§ **Assignment**
If a line in the data below contains "TableViewState", copy it.

§ **Record set**
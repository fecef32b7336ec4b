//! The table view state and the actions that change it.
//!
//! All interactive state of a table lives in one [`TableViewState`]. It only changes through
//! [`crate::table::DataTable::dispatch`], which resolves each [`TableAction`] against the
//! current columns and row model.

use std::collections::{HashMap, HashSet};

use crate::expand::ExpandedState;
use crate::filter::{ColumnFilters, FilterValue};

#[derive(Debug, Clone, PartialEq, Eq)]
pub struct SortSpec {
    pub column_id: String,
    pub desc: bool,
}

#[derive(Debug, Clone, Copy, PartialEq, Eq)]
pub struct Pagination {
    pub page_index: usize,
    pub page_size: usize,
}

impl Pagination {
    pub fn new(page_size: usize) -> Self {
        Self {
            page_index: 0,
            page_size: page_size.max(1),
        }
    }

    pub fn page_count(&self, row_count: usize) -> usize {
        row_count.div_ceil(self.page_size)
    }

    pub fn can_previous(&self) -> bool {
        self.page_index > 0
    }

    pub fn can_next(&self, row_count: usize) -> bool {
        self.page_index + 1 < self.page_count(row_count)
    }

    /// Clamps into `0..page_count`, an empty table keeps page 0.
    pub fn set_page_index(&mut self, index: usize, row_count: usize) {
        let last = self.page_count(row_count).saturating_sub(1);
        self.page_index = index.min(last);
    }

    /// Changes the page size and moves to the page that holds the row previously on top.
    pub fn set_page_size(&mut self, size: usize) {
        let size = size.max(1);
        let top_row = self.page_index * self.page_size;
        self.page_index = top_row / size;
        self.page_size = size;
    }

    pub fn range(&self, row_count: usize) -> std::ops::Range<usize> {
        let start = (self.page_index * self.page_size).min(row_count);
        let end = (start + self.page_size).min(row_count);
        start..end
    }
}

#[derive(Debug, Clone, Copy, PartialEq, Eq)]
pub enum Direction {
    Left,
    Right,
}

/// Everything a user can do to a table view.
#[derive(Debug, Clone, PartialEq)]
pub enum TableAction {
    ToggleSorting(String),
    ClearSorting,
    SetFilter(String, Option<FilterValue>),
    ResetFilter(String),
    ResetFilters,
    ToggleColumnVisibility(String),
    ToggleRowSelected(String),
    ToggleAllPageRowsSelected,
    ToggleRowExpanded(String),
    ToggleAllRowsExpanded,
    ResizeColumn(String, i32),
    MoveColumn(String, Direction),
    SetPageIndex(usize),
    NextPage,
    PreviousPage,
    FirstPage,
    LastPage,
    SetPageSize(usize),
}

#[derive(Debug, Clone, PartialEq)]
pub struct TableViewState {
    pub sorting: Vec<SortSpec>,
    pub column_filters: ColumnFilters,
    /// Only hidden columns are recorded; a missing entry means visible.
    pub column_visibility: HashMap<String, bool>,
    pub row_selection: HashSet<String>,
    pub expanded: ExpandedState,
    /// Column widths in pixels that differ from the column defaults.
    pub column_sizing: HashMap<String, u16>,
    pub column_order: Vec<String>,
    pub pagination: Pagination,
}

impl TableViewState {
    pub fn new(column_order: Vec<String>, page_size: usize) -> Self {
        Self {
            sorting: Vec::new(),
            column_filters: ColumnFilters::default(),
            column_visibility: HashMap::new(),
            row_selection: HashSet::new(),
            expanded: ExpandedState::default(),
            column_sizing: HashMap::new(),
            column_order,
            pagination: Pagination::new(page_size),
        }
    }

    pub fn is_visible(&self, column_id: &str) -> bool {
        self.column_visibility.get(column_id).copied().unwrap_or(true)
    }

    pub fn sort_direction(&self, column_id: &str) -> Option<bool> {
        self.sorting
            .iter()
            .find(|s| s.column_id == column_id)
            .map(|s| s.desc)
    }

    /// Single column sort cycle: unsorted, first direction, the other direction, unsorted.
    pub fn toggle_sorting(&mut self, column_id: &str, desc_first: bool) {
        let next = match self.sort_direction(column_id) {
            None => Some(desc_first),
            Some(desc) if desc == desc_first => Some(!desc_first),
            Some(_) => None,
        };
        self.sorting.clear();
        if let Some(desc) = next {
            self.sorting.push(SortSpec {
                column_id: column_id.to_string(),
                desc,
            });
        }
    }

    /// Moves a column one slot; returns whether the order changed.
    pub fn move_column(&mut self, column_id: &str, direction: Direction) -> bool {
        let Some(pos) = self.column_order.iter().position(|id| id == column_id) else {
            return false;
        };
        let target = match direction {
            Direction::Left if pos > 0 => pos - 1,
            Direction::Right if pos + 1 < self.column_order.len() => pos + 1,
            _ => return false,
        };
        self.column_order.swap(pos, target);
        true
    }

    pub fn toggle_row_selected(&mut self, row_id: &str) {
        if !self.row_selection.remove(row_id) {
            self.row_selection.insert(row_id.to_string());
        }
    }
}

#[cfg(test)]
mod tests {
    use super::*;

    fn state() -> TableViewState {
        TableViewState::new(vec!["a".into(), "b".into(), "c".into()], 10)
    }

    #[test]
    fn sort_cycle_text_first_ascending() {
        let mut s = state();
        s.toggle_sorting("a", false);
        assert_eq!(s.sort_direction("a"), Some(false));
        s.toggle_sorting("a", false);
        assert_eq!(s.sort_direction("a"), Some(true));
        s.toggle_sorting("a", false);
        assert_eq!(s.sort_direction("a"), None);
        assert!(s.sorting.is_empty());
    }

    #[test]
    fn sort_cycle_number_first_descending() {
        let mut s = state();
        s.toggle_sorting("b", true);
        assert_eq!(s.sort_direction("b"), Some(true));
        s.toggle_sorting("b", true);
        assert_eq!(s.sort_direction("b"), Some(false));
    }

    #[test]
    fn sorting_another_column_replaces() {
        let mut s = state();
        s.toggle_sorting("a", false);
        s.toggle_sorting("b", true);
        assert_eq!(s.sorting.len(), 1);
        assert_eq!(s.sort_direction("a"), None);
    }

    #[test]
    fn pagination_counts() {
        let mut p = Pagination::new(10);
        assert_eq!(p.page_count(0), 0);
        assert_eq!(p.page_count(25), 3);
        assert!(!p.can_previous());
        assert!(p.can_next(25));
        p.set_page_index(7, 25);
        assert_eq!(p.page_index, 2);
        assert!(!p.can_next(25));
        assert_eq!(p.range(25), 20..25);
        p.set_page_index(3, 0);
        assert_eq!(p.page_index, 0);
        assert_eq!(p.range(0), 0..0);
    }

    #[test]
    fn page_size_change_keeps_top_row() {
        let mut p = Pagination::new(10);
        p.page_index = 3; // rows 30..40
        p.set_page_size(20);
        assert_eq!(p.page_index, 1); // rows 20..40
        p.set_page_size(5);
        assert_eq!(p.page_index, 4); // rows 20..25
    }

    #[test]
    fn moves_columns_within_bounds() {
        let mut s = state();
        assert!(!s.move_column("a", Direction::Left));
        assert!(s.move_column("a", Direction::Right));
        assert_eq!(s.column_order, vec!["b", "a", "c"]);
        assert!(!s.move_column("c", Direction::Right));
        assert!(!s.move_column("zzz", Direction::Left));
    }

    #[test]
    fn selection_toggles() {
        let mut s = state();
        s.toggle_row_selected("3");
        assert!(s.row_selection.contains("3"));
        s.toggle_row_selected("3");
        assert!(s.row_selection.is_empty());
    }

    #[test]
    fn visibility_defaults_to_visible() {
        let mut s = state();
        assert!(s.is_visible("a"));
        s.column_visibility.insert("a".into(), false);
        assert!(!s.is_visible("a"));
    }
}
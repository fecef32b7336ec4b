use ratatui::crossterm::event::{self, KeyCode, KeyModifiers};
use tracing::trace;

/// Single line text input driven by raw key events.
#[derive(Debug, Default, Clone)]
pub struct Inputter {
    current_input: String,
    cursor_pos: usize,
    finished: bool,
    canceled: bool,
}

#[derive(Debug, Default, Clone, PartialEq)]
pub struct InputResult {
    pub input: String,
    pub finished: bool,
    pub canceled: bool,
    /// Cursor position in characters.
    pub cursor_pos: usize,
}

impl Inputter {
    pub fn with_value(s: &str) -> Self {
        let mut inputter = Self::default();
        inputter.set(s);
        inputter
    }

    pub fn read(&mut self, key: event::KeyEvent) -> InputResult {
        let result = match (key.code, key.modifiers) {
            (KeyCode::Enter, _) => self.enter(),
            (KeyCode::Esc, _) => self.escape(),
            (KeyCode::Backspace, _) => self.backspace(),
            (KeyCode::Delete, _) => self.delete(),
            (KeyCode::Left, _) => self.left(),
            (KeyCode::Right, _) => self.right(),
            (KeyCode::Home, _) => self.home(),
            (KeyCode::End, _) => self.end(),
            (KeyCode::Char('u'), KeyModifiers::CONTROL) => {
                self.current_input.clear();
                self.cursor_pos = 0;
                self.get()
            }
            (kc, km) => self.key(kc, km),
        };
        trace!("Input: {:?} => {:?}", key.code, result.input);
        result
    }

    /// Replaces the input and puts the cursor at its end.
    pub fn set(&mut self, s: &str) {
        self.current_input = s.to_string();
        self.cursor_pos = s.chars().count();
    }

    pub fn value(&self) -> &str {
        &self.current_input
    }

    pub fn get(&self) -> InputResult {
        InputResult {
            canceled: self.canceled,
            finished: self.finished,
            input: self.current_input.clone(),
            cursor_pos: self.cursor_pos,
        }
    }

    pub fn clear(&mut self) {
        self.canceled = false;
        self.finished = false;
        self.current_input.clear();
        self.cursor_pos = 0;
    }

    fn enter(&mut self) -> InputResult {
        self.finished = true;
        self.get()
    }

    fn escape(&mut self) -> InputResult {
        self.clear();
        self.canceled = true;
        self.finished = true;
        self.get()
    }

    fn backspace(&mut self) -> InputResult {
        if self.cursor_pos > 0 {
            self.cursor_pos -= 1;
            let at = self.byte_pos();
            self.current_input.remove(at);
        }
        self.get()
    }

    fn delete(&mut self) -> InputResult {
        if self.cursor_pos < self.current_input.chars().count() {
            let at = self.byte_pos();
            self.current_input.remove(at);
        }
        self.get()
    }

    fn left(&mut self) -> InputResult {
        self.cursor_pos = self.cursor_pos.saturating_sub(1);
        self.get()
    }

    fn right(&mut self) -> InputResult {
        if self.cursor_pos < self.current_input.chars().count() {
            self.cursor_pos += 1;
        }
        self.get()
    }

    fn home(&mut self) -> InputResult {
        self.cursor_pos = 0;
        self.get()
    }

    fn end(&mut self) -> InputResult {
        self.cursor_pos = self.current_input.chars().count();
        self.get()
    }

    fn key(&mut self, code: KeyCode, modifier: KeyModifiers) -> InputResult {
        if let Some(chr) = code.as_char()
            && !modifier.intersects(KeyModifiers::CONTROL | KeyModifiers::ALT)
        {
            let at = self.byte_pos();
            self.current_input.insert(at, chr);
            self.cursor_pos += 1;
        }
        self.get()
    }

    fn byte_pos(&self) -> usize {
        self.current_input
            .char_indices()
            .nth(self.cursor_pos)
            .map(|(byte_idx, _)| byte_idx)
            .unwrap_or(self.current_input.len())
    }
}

==

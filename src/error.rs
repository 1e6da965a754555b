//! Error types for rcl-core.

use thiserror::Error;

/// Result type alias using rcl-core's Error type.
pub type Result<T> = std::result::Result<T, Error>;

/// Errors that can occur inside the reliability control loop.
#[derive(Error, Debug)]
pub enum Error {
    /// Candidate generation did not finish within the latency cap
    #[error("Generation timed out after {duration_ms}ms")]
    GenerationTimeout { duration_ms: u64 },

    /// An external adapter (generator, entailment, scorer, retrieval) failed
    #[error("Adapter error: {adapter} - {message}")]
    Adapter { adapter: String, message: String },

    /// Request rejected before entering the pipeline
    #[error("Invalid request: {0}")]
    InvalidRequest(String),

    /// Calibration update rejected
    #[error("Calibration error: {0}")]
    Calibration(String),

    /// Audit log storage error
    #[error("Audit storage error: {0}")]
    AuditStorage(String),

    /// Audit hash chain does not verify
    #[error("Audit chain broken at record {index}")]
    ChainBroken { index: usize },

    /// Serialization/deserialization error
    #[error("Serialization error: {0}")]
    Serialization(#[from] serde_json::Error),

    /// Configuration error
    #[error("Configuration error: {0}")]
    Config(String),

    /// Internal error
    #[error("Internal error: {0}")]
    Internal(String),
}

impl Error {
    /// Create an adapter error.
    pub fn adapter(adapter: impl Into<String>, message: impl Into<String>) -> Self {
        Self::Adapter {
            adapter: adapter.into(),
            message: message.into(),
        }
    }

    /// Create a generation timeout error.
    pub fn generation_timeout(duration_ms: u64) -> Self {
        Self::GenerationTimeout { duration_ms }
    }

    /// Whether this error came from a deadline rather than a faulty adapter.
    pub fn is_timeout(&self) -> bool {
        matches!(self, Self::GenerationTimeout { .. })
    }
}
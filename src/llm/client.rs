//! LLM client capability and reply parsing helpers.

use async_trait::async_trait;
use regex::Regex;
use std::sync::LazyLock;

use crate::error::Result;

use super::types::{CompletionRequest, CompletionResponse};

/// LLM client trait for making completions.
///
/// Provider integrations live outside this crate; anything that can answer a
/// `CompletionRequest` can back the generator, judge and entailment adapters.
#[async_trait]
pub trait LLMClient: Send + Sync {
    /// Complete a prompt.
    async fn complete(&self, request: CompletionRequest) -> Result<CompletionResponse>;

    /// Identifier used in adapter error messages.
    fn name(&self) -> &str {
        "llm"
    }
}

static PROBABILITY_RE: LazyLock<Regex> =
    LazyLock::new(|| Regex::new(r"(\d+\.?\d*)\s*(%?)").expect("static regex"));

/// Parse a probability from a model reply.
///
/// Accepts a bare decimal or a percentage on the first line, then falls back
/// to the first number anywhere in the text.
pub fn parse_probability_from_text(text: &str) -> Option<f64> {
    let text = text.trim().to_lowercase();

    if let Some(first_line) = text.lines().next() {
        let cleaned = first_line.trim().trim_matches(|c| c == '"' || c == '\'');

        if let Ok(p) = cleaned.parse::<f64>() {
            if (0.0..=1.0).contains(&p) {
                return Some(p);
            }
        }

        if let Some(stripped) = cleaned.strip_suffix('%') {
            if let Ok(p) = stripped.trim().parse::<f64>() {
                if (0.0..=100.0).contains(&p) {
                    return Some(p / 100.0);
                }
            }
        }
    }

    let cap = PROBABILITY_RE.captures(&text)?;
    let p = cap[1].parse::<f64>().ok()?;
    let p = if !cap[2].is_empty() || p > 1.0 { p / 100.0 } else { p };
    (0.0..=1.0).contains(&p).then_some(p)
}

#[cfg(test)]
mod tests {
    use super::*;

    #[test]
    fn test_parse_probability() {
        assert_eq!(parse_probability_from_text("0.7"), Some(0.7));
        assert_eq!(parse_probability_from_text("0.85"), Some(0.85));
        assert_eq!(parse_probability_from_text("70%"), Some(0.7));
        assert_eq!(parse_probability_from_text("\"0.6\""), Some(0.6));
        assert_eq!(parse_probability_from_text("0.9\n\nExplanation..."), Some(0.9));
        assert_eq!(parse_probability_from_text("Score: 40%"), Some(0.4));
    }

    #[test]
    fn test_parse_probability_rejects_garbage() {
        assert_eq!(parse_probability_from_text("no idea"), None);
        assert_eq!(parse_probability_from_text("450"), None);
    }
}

§ **Answer space**
//! All interactive state of a table lives in one [`TableViewState`]. It only changes through
pub struct TableViewState {
impl TableViewState {
    fn state() -> TableViewState {
        TableViewState::new(vec!["a".into(), "b".into(), "c".into()], 10)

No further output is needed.